Selon Piketty, le taux de rendement du capital se situe constamment autour de 5% (sauf en période de crises, anecdotiques sur le long terme). Rognlie argue que seul le logement explique un taux de rendement aussi élevé, qui ne peut donc pas être généralisé à l’ensemble du capital comme le prétend Thomas Piketty. Il s’appuie aussi sur une analyse très technique et mathématique concernant les liens entre le travail et le capital faisant appel à la notion d’élasticité de substition capital-travail (exprime la difficulté ou la facilité à remplacer l’un par l’autre).
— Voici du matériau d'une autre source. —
use std::sync::atomic::Ordering;
use std::sync::Arc;
use std::time::Duration;

use super::common::*;
use crate::wizard::catalog::{
    bundled_options, default_message, Locale, MessageCatalogResolver, OptionCatalogClient,
};

const TTL: Duration = Duration::from_secs(60);

fn client(
    source: ScriptedOptions,
) -> (OptionCatalogClient<Arc<ScriptedOptions>>, Arc<ScriptedOptions>) {
    let source = Arc::new(source);
    (
        OptionCatalogClient::new(Arc::clone(&source), TTL, Locale::default()),
        source,
    )
}

#[test]
fn locale_tags_are_normalized() {
    assert_eq!(Locale::new(" HE ").as_str(), "he");
    assert_eq!(Locale::new(""), Locale::default());
    assert_eq!(Locale::default().to_string(), "en");
}

#[tokio::test]
async fn options_are_fetched_once_and_served_from_cache() {
    let (client, source) = client(ScriptedOptions::default());
    let en = Locale::new("en");

    let first = client.get_options("mortgage_step1", "property_ownership", &en).await;
    let second = client.get_options("mortgage_step1", "property_ownership", &en).await;

    assert_eq!(first, second);
    assert_eq!(first.options.len(), 2);
    assert!(!first.loading && !first.stale && first.error.is_none());
    assert_eq!(source.calls.load(Ordering::SeqCst), 1);
    assert_eq!(client.len(), 1);
}

#[tokio::test(start_paused = true)]
async fn last_requested_locale_wins_regardless_of_completion_order() {
    let source = ScriptedOptions::default()
        .with_delay("en", Duration::from_millis(200))
        .with_delay("he", Duration::from_millis(50));
    let (client, _) = client(source);
    let (en, he) = (Locale::new("en"), Locale::new("he"));

    let (from_en, from_he) = tokio::join!(
        client.get_options("mortgage_step1", "property_ownership", &en),
        client.get_options("mortgage_step1", "property_ownership", &he),
    );

    assert!(from_en.superseded);
    assert!(!from_he.superseded);
    assert_eq!(client.active_locale(), he);
    assert!(client
        .cached("mortgage_step1", "property_ownership", &en)
        .is_none());
    let cached = client
        .cached("mortgage_step1", "property_ownership", &he)
        .expect("he cached");
    assert_eq!(cached.options[0].label, "he first");
    assert_eq!(client.len(), 1);
}

#[tokio::test(start_paused = true)]
async fn slow_stale_locale_cannot_overwrite_when_it_lands_last() {
    let source = ScriptedOptions::default()
        .with_delay("en", Duration::from_millis(50))
        .with_delay("he", Duration::from_millis(200));
    let (client, _) = client(source);
    let (en, he) = (Locale::new("en"), Locale::new("he"));

    let (from_en, from_he) = tokio::join!(
        client.get_options("mortgage_step1", "property_ownership", &en),
        client.get_options("mortgage_step1", "property_ownership", &he),
    );

    assert!(from_en.superseded);
    assert!(!from_he.superseded);
    assert!(client
        .cached("mortgage_step1", "property_ownership", &en)
        .is_none());
    assert!(client
        .cached("mortgage_step1", "property_ownership", &he)
        .is_some());
}

#[tokio::test(start_paused = true)]
async fn expired_entries_are_served_stale_and_refreshed() {
    let (client, source) = client(ScriptedOptions::default());
    let en = Locale::new("en");

    client.get_options("credit_step1", "purpose_of_loan", &en).await;
    tokio::time::advance(TTL + Duration::from_secs(1)).await;

    let stale = client.get_options("credit_step1", "purpose_of_loan", &en).await;
    assert!(stale.stale);
    assert_eq!(stale.label.as_deref(), Some("credit_step1/purpose_of_loan (en) #1"));

    tokio::time::sleep(Duration::from_millis(10)).await;
    assert_eq!(source.calls.load(Ordering::SeqCst), 2);

    let fresh = client.get_options("credit_step1", "purpose_of_loan", &en).await;
    assert!(!fresh.stale);
    assert_eq!(fresh.label.as_deref(), Some("credit_step1/purpose_of_loan (en) #2"));
}

#[tokio::test]
async fn failures_fall_back_to_bundled_tables() {
    let (client, source) = client(ScriptedOptions::default());
    source.fail.store(true, Ordering::SeqCst);
    let en = Locale::new("en");

    let view = client.get_options("mortgage_step1", "property_ownership", &en).await;
    assert!(view.error.is_some());
    assert_eq!(view.options.len(), 3);
    assert_eq!(view.options[0].value, "option_1");
    assert!(client.is_empty());

    let unknown = client.get_options("mortgage_step9", "nothing", &en).await;
    assert!(unknown.error.is_some());
    assert!(unknown.options.is_empty());
}

#[tokio::test]
async fn locale_change_and_clear_invalidate_the_cache() {
    let (client, source) = client(ScriptedOptions::default());
    let (en, he) = (Locale::new("en"), Locale::new("he"));

    client.get_options("mortgage_step1", "property_ownership", &en).await;
    client.set_locale(&he);
    assert!(client.is_empty());

    client.get_options("mortgage_step1", "property_ownership", &he).await;
    client.clear();
    assert!(client.is_empty());
    client.get_options("mortgage_step1", "property_ownership", &he).await;
    assert_eq!(source.calls.load(Ordering::SeqCst), 3);
}

#[test]
fn peek_without_a_runtime_serves_bundled_data_as_loading() {
    let (client, source) = client(ScriptedOptions::default());
    let view = client.peek("mortgage_step1", "property_ownership", &Locale::new("ru"));

    assert!(view.loading);
    assert_eq!(view.options.len(), 3);
    assert_eq!(view.label.as_deref(), Some("Property ownership"));
    assert_eq!(source.calls.load(Ordering::SeqCst), 0);
}

#[test]
fn bundled_tables_fall_back_to_english() {
    let set = bundled_options("mortgage_step3", "main_source_of_income", &Locale::new("he"))
        .expect("bundled table");
    assert!(!set.options.is_empty());
    assert!(bundled_options("nowhere", "nothing", &Locale::default()).is_none());
}

#[test]
fn messages_resolve_synchronously_before_any_catalog_loads() {
    let resolver =
        MessageCatalogResolver::new(Arc::new(ScriptedMessages::default()), Locale::default());
    let he = Locale::new("he");

    assert_eq!(
        resolver.get_error_message("error_fill_field", &he),
        default_message("error_fill_field").expect("default text")
    );
    assert_eq!(resolver.get_error_message("error_unheard_of", &he), "error_unheard_of");
    assert!(!resolver.is_loaded(&he));
}

#[tokio::test]
async fn loaded_catalog_text_takes_precedence() {
    let source = Arc::new(ScriptedMessages::default());
    let resolver = MessageCatalogResolver::new(Arc::clone(&source), Locale::default());
    let he = Locale::new("he");

    assert_eq!(resolver.refresh(&he).await, Ok(1));
    assert_eq!(resolver.get_error_message("error_fill_field", &he), "[he] required");
    assert_eq!(
        resolver.get_error_message("error_min_value", &he),
        default_message("error_min_value").expect("default text")
    );

    let messages = resolver.messages_for(["error_fill_field", "error_min_value"], &he);
    assert_eq!(messages.len(), 2);

    resolver.clear();
    assert!(!resolver.is_loaded(&he));
}

#[tokio::test(start_paused = true)]
async fn superseded_message_catalog_is_discarded() {
    let source = ScriptedMessages::default()
        .with_delay("en", Duration::from_millis(200))
        .with_delay("he", Duration::from_millis(50));
    let resolver = MessageCatalogResolver::new(Arc::new(source), Locale::default());
    let (en, he) = (Locale::new("en"), Locale::new("he"));

    let (from_en, from_he) = tokio::join!(resolver.refresh(&en), resolver.refresh(&he));

    assert_eq!(from_en, Ok(0));
    assert_eq!(from_he, Ok(1));
    assert!(!resolver.is_loaded(&en));
    assert!(resolver.is_loaded(&he));
}

#[tokio::test]
async fn message_source_failures_keep_defaults() {
    let resolver = MessageCatalogResolver::new(Arc::new(failing_messages()), Locale::default());
    let en = Locale::default();

    assert!(resolver.refresh(&en).await.is_err());
    assert_eq!(
        resolver.get_error_message("error_fill_field", &en),
        default_message("error_fill_field").expect("default text")
    );
}

#[tokio::test(start_paused = true)]
async fn failed_message_fetch_is_not_retried_on_every_lookup() {
    let source = Arc::new(failing_messages());
    let resolver = MessageCatalogResolver::new(Arc::clone(&source), Locale::default());
    let he = Locale::new("he");

    for _ in 0..20 {
        assert_eq!(
            resolver.get_error_message("error_fill_field", &he),
            default_message("error_fill_field").expect("default text")
        );
        tokio::time::sleep(Duration::from_millis(10)).await;
    }
    assert_eq!(source.calls.load(Ordering::SeqCst), 1);

    let _ = resolver.messages_for(["error_fill_field", "error_min_value"], &he);
    tokio::time::sleep(Duration::from_millis(10)).await;
    assert_eq!(source.calls.load(Ordering::SeqCst), 1);

    source.fail.store(false, Ordering::SeqCst);
    assert_eq!(resolver.refresh(&he).await, Ok(1));
    assert_eq!(source.calls.load(Ordering::SeqCst), 2);
    assert_eq!(resolver.get_error_message("error_fill_field", &he), "[he] required");

    source.fail.store(true, Ordering::SeqCst);
    resolver.clear();
    let _ = resolver.get_error_message("error_fill_field", &he);
    tokio::time::sleep(Duration::from_millis(10)).await;
    assert_eq!(source.calls.load(Ordering::SeqCst), 3);
}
Sans les logements, le taux de rendement aurait tendance à diminuer, ce qui exclut de fait une croissance illimitée des inégalités.
Devant l’ampleur médiatique de cette critique due à la dissymétrie de la confrontation (le commentaire de six paragraphes contre le livre de 950 pages, l’étudiant contre l’économiste reconnu mondialement), Piketty a cette fois pris le temps de se défendre, niant avoir dit que les inégalités étaient vouées à « augmenter indéfiniment » mais sans pour autant rentrer dans le détail de l’argumentation technique avancée par l’étudiant.
Ce nœud de la controverse est assez réprésentatif de celle-ci, dans le sens où l’argumentation entre les acteurs est multi-dimensionnelle : elle porte sur une question simple et largement compréhensible (« Comment les logements contribuent-ils aux inégalités ? ») mais qui, dans un débat entre économistes, prend immédiatement une tournurne technique complexe (« L’inclusion du logement dans le capital doit-elle se faire par le prix du marché où une par estimation basée sur le prix du loyer ? »).